Reese Witherspoon Wants to Be Understood; Jennifer Anniston Wants to Have a Baby!

Alice Aspen March
What a title!!!

Parade Magazine, a national publication, has Reese Witherspoon on its recent cover. While today she is one of the world´s highest paid actresses, she grew up with an older brother in Middle America in a family with traditional, church-going values. Her father, a physician and her mother, a professor of nursing, raised their kids with discipline, love and taught them to be charitable, to care about others.

The part of the interview which really grabbed me was:

"I want to be understood. Even as a child, I didn´t feel like I was. I still see that part of myself that wants approval, and that´s a constant need."

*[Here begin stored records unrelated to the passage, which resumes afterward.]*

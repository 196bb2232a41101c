//! Integration tests for sliding-window admission control

use std::sync::Arc;
use std::time::{Duration, Instant};

use dawnbell::ratelimit::{
    client_identifier, fallback_admission, Admission, LimitWindow, RateLimitConfig,
    RateLimitRule, RateLimiter,
};

fn secs(n: u64) -> Duration {
    Duration::from_secs(n)
}

#[test]
fn test_burst_window_math() {
    let limiter = RateLimiter::new(RateLimitRule::new(3, 100, 1000));
    let t0 = Instant::now();

    for i in 0..3 {
        let admission = limiter.admit_at("client", "/wake", t0 + secs(i)).unwrap();
        assert!(admission.is_allowed(), "request {i} should pass");
    }

    let fourth = limiter.admit_at("client", "/wake", t0 + secs(3)).unwrap();
    match &fourth {
        Admission::Limited {
            window,
            limit,
            retry_after,
        } => {
            assert_eq!(*window, LimitWindow::Burst);
            assert_eq!(*limit, 3);
            assert_eq!(*retry_after, secs(7));
        }
        Admission::Allowed => panic!("fourth request inside 10s must be limited"),
    }
    assert!(fourth.reason().unwrap().contains("per 10 seconds"));

    let later = limiter.admit_at("client", "/wake", t0 + secs(11)).unwrap();
    assert!(later.is_allowed());
}

#[test]
fn test_hour_window_rejects_after_minute_windows_clear() {
    let limiter = RateLimiter::new(RateLimitRule::new(100, 100, 5));
    let t0 = Instant::now();

    for i in 0..5 {
        assert!(limiter
            .admit_at("client", "/api/broadcast_status", t0 + secs(i * 120))
            .unwrap()
            .is_allowed());
    }

    let limited = limiter
        .admit_at("client", "/api/broadcast_status", t0 + secs(900))
        .unwrap();
    assert!(matches!(
        limited,
        Admission::Limited {
            window: LimitWindow::Hour,
            ..
        }
    ));
    assert!(limited.reason().unwrap().contains("per hour"));
}

#[test]
fn test_configured_endpoint_rules() {
    let limiter = RateLimiter::from_config(&RateLimitConfig::default());
    let t0 = Instant::now();

    // Admin rule: burst of 3
    for i in 0..3 {
        assert!(limiter
            .admit_at("operator", "/api/manual_broadcast", t0 + Duration::from_millis(i))
            .unwrap()
            .is_allowed());
    }
    assert!(!limiter
        .admit_at("operator", "/api/manual_broadcast", t0 + Duration::from_millis(5))
        .unwrap()
        .is_allowed());

    // Same client, default rule still has room
    assert!(limiter
        .admit_at("operator", "/wake", t0 + Duration::from_millis(6))
        .unwrap()
        .is_allowed());

    assert_eq!(limiter.rule_for("/api/scheduler_status"), RateLimitRule::scheduler());
    assert_eq!(limiter.rule_for("/hooks/webhook"), RateLimitRule::webhook());
}

#[test]
fn test_concurrent_clients_share_one_limiter() {
    let limiter = Arc::new(RateLimiter::new(RateLimitRule::new(10, 60, 1000)));

    let handles: Vec<_> = (0..8)
        .map(|i| {
            let limiter = Arc::clone(&limiter);
            std::thread::spawn(move || {
                (0..20)
                    .filter(|_| limiter.admit(&format!("client-{i}"), "/wake").unwrap().is_allowed())
                    .count()
            })
        })
        .collect();

    for handle in handles {
        assert_eq!(handle.join().unwrap(), 10);
    }
    assert_eq!(limiter.tracked_clients(), 8);
}

#[test]
fn test_sweep_drops_idle_clients() {
    let limiter = RateLimiter::default();
    let t0 = Instant::now();

    limiter.admit_at("idle", "/wake", t0).unwrap();
    limiter.admit_at("active", "/wake", t0 + secs(3000)).unwrap();

    let removed = limiter.sweep_inactive_at(t0 + secs(3700)).unwrap();
    assert_eq!(removed, 1);
    assert_eq!(limiter.tracked_clients(), 1);
}

#[test]
fn test_fallback_policy() {
    assert!(fallback_admission("GET"));
    assert!(fallback_admission("HEAD"));
    assert!(!fallback_admission("POST"));
    assert!(!fallback_admission("DELETE"));
}

#[test]
fn test_client_identifier_sources() {
    let forwarded = client_identifier(Some("198.51.100.4, 10.0.0.2"), Some("10.9.9.9"), None, None);
    assert!(forwarded.starts_with("198.51.100.4:"));

    let real_ip = client_identifier(None, Some("10.9.9.9"), None, Some("curl/8"));
    assert!(real_ip.starts_with("10.9.9.9:"));

    let peer = client_identifier(None, None, Some("127.0.0.1:4000".parse().unwrap()), None);
    assert_eq!(peer, "127.0.0.1:none");

    // Different agents from one address are tracked separately
    let a = client_identifier(Some("203.0.113.1"), None, None, Some("agent-a"));
    let b = client_identifier(Some("203.0.113.1"), None, None, Some("agent-b"));
    assert_ne!(a, b);
}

What an honest, vulnerable, resonating statement. I have discovered, after much scientific and observable research, that all of us want to feel we´re understood and loved, no matter how or where we grow up. We all need positive attention to feel loved and approved of.

What does it take? How does that happen? I think I´ve discovered the answer. It can be simple or very complicated; when parents did not receive the love and approval that they needed, they simply do not know how to pass it along. This seems to be an intergenerational phenomenon. To parent in effectively healthy ways, we have to examine and heal our own personal family systems which have not worked well and have left us feeling unworthy, uncomfortable or powerless.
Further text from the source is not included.